L'Icann (Internet corporation for assigned names and Numbers) ha dichiarato a febbraio di aver distribuito gli ultimi indirizzi internet con protocollo Ipv4. Con l'assegnazione di due blocchi di circa 33 milioni d'indirizzi Ipv4 al RIR (Regional Internet Registry) della regione Asia-Pacifico, la disponibilità globale si è abbassata talmente da richiedere un piano d'azione per distribuire gli indirizzi rimanenti fra i 5 Rir mondiali. Ed è cominciata la caccia agli indirizzi Ipv4: i vari Regional Internet Registries stanno cercando di mettere insieme e riassegnare gli indirizzi esistenti in attesa della migrazione all’Ipv6.

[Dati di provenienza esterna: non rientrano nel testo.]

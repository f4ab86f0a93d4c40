//! Best-effort AI drafting of job descriptions and onboarding checklists.
//!
//! Failures never reach the caller: a missing credential or a failed call is
//! logged and replaced by a fixed fallback.

use std::future::Future;
use std::time::Duration;

use entity::employee::Operator;
use reqwest::Client;
use serde::{Deserialize, Serialize};
use thiserror::Error;
use tracing::{debug, error, warn};

use crate::repo::MAX_NAME_LEN;

pub const DEFAULT_MODEL: &str = "gemini-2.5-flash";
pub const DEFAULT_ENDPOINT: &str = "https://generativelanguage.googleapis.com/v1beta";
pub const DEFAULT_TIMEOUT_SECS: u64 = 30;

pub const MISSING_CONFIG_DESCRIPTION: &str = "AI Configuration missing. Please set API_KEY.";
pub const FAILED_DESCRIPTION: &str = "Error generating description.";
pub const EMPTY_DESCRIPTION: &str = "No description generated.";
pub const MISSING_CONFIG_TASKS: [&str; 2] = ["Complete HR Paperwork", "IT Equipment Setup"];
pub const FAILED_TASKS: [&str; 1] = ["Error generating tasks"];

#[derive(Debug, Error)]
pub enum DraftError {
    #[error("no API key configured")]
    MissingCredential,
    #[error("invalid {key}: {value}")]
    InvalidConfig { key: &'static str, value: String },
    #[error("request failed: {0}")]
    Http(#[from] reqwest::Error),
    #[error("generation endpoint returned {status}: {body}")]
    Status { status: u16, body: String },
}

#[derive(Clone, Debug)]
pub struct DraftingConfig {
    pub api_key: Option<String>,
    pub model: String,
    pub endpoint: String,
    pub timeout: Duration,
}

impl Default for DraftingConfig {
    fn default() -> Self {
        Self {
            api_key: None,
            model: DEFAULT_MODEL.to_string(),
            endpoint: DEFAULT_ENDPOINT.to_string(),
            timeout: Duration::from_secs(DEFAULT_TIMEOUT_SECS),
        }
    }
}

impl DraftingConfig {
    /// Reads `API_KEY` (or `GEMINI_API_KEY`), `AI_MODEL`, `AI_ENDPOINT` and
    /// `AI_TIMEOUT_SECS`.
    pub fn from_env() -> Result<Self, DraftError> {
        let var = |key: &str| {
            std::env::var(key)
                .ok()
                .map(|v| v.trim().to_string())
                .filter(|v| !v.is_empty())
        };
        let mut config = Self {
            api_key: var("API_KEY").or_else(|| var("GEMINI_API_KEY")),
            ..Self::default()
        };
        if let Some(model) = var("AI_MODEL") {
            config.model = model;
        }
        if let Some(endpoint) = var("AI_ENDPOINT") {
            config.endpoint = endpoint;
        }
        if let Some(raw) = var("AI_TIMEOUT_SECS") {
            let secs = raw
                .parse::<u64>()
                .ok()
                .filter(|secs| *secs > 0)
                .ok_or(DraftError::InvalidConfig {
                    key: "AI_TIMEOUT_SECS",
                    value: raw,
                })?;
            config.timeout = Duration::from_secs(secs);
        }
        Ok(config)
    }
}

/// Turns a prompt into completion text.
pub trait TextGenerator: Send + Sync {
    fn generate(&self, prompt: &str) -> impl Future<Output = Result<String, DraftError>> + Send;
}

/// Gemini `generateContent` over HTTPS.
#[derive(Clone, Debug)]
pub struct GeminiClient {
    client: Client,
    config: DraftingConfig,
}

impl GeminiClient {
    pub fn new(config: DraftingConfig) -> Result<Self, DraftError> {
        let client = Client::builder().timeout(config.timeout).build()?;
        Ok(Self { client, config })
    }

    fn url(&self) -> String {
        format!(
            "{}/models/{}:generateContent",
            self.config.endpoint.trim_end_matches('/'),
            self.config.model
        )
    }
}

impl TextGenerator for GeminiClient {
    async fn generate(&self, prompt: &str) -> Result<String, DraftError> {
        let Some(api_key) = self.config.api_key.as_deref() else {
            return Err(DraftError::MissingCredential);
        };
        let body = GeminiRequest {
            contents: vec![GeminiContent {
                parts: vec![GeminiPart {
                    text: prompt.to_string(),
                }],
            }],
        };
        debug!(model = %self.config.model, "requesting completion");
        let response = self
            .client
            .post(self.url())
            .header("x-goog-api-key", api_key)
            .json(&body)
            .send()
            .await?;
        let status = response.status();
        if !status.is_success() {
            let body = response.text().await.unwrap_or_default();
            return Err(DraftError::Status {
                status: status.as_u16(),
                body,
            });
        }
        let parsed: GeminiResponse = response.json().await?;
        Ok(parsed.text())
    }
}

#[derive(Debug, Serialize)]
struct GeminiRequest {
    contents: Vec<GeminiContent>,
}

#[derive(Debug, Serialize)]
struct GeminiContent {
    parts: Vec<GeminiPart>,
}

#[derive(Debug, Serialize)]
struct GeminiPart {
    text: String,
}

#[derive(Debug, Default, Deserialize)]
struct GeminiResponse {
    #[serde(default)]
    candidates: Vec<GeminiCandidate>,
}

#[derive(Debug, Deserialize)]
struct GeminiCandidate {
    content: Option<GeminiResponseContent>,
}

#[derive(Debug, Deserialize)]
struct GeminiResponseContent {
    #[serde(default)]
    parts: Vec<GeminiResponsePart>,
}

#[derive(Debug, Deserialize)]
struct GeminiResponsePart {
    text: Option<String>,
}

impl GeminiResponse {
    /// Text of the first candidate, parts concatenated.
    fn text(self) -> String {
        self.candidates
            .into_iter()
            .next()
            .and_then(|candidate| candidate.content)
            .map(|content| {
                content
                    .parts
                    .into_iter()
                    .filter_map(|part| part.text)
                    .collect::<String>()
            })
            .unwrap_or_default()
    }
}

pub(crate) fn job_description_prompt(title: &str, department: &str, operator: Operator) -> String {
    format!(
        "Write a professional, concise job description (max 100 words) for a {title} position in the {department} department at {operator}. Focus on key responsibilities."
    )
}

pub(crate) fn onboarding_tasks_prompt(position_title: &str) -> String {
    format!(
        "List 5 key onboarding tasks for a new {position_title}. Return only the task names as a comma-separated list, no numbering or extra text."
    )
}

/// Splits a comma-separated completion into trimmed, non-empty names.
///
/// Names longer than [`MAX_NAME_LEN`] are cut so a prose reply still yields
/// storable tasks.
pub(crate) fn split_task_list(text: &str) -> Vec<String> {
    text.split(',')
        .map(str::trim)
        .filter(|name| !name.is_empty())
        .map(|name| match name.char_indices().nth(MAX_NAME_LEN) {
            Some((cut, _)) => name[..cut].trim_end().to_string(),
            None => name.to_string(),
        })
        .collect()
}

/// Drafting facade used by the resolvers and the checklist helpers.
#[derive(Clone, Debug)]
pub struct Drafter<G = GeminiClient> {
    generator: G,
}

impl Drafter<GeminiClient> {
    pub fn from_config(config: DraftingConfig) -> Result<Self, DraftError> {
        Ok(Self::new(GeminiClient::new(config)?))
    }
}

impl<G: TextGenerator> Drafter<G> {
    pub fn new(generator: G) -> Self {
        Self { generator }
    }

    pub async fn generate_job_description(
        &self,
        title: &str,
        department: &str,
        operator: Operator,
    ) -> String {
        let prompt = job_description_prompt(title, department, operator);
        match self.generator.generate(&prompt).await {
            Ok(text) if text.is_empty() => EMPTY_DESCRIPTION.to_string(),
            Ok(text) => text,
            Err(DraftError::MissingCredential) => {
                warn!("AI drafting requested without an API key");
                MISSING_CONFIG_DESCRIPTION.to_string()
            }
            Err(err) => {
                error!(error = %err, "job description generation failed");
                FAILED_DESCRIPTION.to_string()
            }
        }
    }

    pub async fn suggest_onboarding_tasks(&self, position_title: &str) -> Vec<String> {
        let prompt = onboarding_tasks_prompt(position_title);
        match self.generator.generate(&prompt).await {
            Ok(text) => split_task_list(&text),
            Err(DraftError::MissingCredential) => {
                warn!("AI task suggestions requested without an API key");
                MISSING_CONFIG_TASKS.iter().map(|s| s.to_string()).collect()
            }
            Err(err) => {
                error!(error = %err, "onboarding task suggestion failed");
                FAILED_TASKS.iter().map(|s| s.to_string()).collect()
            }
        }
    }
}

#[cfg(test)]
mod tests {
    use super::*;
    use mockito::{Matcher, Server};

    struct Canned(Result<&'static str, fn() -> DraftError>);

    impl TextGenerator for Canned {
        async fn generate(&self, _prompt: &str) -> Result<String, DraftError> {
            match &self.0 {
                Ok(text) => Ok(text.to_string()),
                Err(make) => Err(make()),
            }
        }
    }

    fn config_for(server: &Server, api_key: Option<&str>) -> DraftingConfig {
        DraftingConfig {
            api_key: api_key.map(str::to_string),
            endpoint: format!("{}/v1beta", server.url()),
            ..DraftingConfig::default()
        }
    }

    #[test]
    fn prompts_carry_the_inputs() {
        let prompt = job_description_prompt("Chef", "Kitchen", Operator::Kien);
        assert!(prompt.contains("for a Chef position in the Kitchen department at Kien"));
        assert!(prompt.contains("max 100 words"));
        assert!(onboarding_tasks_prompt("Driver").contains("for a new Driver"));
    }

    #[test]
    fn task_list_is_split_and_trimmed() {
        assert_eq!(
            split_task_list(" Safety briefing, ,Uniform fitting ,Route training,"),
            vec!["Safety briefing", "Uniform fitting", "Route training"]
        );
        assert!(split_task_list("  ").is_empty());
    }

    #[test]
    fn prose_reply_is_cut_to_a_storable_name() {
        let prose = "x".repeat(300);
        let names = split_task_list(&prose);
        assert_eq!(names.len(), 1);
        assert_eq!(names[0].chars().count(), MAX_NAME_LEN);

        let multibyte = "é".repeat(MAX_NAME_LEN + 1);
        assert_eq!(split_task_list(&multibyte)[0].chars().count(), MAX_NAME_LEN);
    }

    #[tokio::test]
    async fn missing_credential_uses_configuration_fallbacks() {
        let drafter = Drafter::new(Canned(Err(|| DraftError::MissingCredential)));
        assert_eq!(
            drafter
                .generate_job_description("Chef", "Kitchen", Operator::DohaOasis)
                .await,
            MISSING_CONFIG_DESCRIPTION
        );
        assert_eq!(
            drafter.suggest_onboarding_tasks("Chef").await,
            vec!["Complete HR Paperwork", "IT Equipment Setup"]
        );
    }

    #[tokio::test]
    async fn failures_and_empty_replies_use_error_fallbacks() {
        let failing = Drafter::new(Canned(Err(|| DraftError::Status {
            status: 503,
            body: "overloaded".into(),
        })));
        assert_eq!(
            failing
                .generate_job_description("Chef", "Kitchen", Operator::Kien)
                .await,
            FAILED_DESCRIPTION
        );
        assert_eq!(
            failing.suggest_onboarding_tasks("Chef").await,
            vec!["Error generating tasks"]
        );

        let empty = Drafter::new(Canned(Ok("")));
        assert_eq!(
            empty
                .generate_job_description("Chef", "Kitchen", Operator::Kien)
                .await,
            EMPTY_DESCRIPTION
        );

        let blank = Drafter::new(Canned(Ok("  ")));
        assert_eq!(
            blank
                .generate_job_description("Chef", "Kitchen", Operator::Kien)
                .await,
            "  "
        );
    }

    #[tokio::test]
    async fn gemini_client_reads_first_candidate() {
        let mut server = Server::new_async().await;
        let mock = server
            .mock("POST", "/v1beta/models/gemini-2.5-flash:generateContent")
            .match_header("x-goog-api-key", "test-key")
            .match_body(Matcher::Regex("onboarding tasks for a new Barista".into()))
            .with_status(200)
            .with_header("content-type", "application/json")
            .with_body(
                r#"{
                "candidates": [{
                    "content": {
                        "parts": [{"text": "Coffee machine training, "}, {"text": "Hygiene briefing"}],
                        "role": "model"
                    },
                    "finishReason": "STOP",
                    "index": 0
                }]
            }"#,
            )
            .create_async()
            .await;

        let drafter = Drafter::from_config(config_for(&server, Some("test-key"))).unwrap();
        let tasks = drafter.suggest_onboarding_tasks("Barista").await;
        assert_eq!(tasks, vec!["Coffee machine training", "Hygiene briefing"]);
        mock.assert_async().await;
    }

    #[tokio::test]
    async fn gemini_client_maps_http_errors_to_fallback() {
        let mut server = Server::new_async().await;
        let mock = server
            .mock("POST", "/v1beta/models/gemini-2.5-flash:generateContent")
            .with_status(500)
            .with_body("internal")
            .create_async()
            .await;

        let drafter = Drafter::from_config(config_for(&server, Some("test-key"))).unwrap();
        let text = drafter
            .generate_job_description("Chef", "Kitchen", Operator::Kien)
            .await;
        assert_eq!(text, FAILED_DESCRIPTION);
        mock.assert_async().await;
    }

    #[tokio::test]
    async fn gemini_client_without_key_never_calls_out() {
        let mut server = Server::new_async().await;
        let mock = server
            .mock("POST", Matcher::Any)
            .expect(0)
            .create_async()
            .await;

        let drafter = Drafter::from_config(config_for(&server, None)).unwrap();
        let text = drafter
            .generate_job_description("Chef", "Kitchen", Operator::Kien)
            .await;
        assert_eq!(text, MISSING_CONFIG_DESCRIPTION);
        mock.assert_async().await;
    }
}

Infatti, anche se il proliferare di nuovi device con funzionalità Ip – dagli smartphone agli home gateway – richiede una quantità di indirizzi che solo l’Ipv6 può soddisfare, l’Ipv4 non sparirà dall’oggi al domani: al contrario, si apre un periodo di transizione in cui i service provider e i loro clienti business gestiranno contemporaneamente indirizzi Ipv4 e Ipv6, per poter servire sia utenti già aggiornati sia utenti che ancora non sono passati al nuovo protocollo. Insomma, la caccia a chi offre “vecchi” indirizzi Ipv4 è solo cominciata.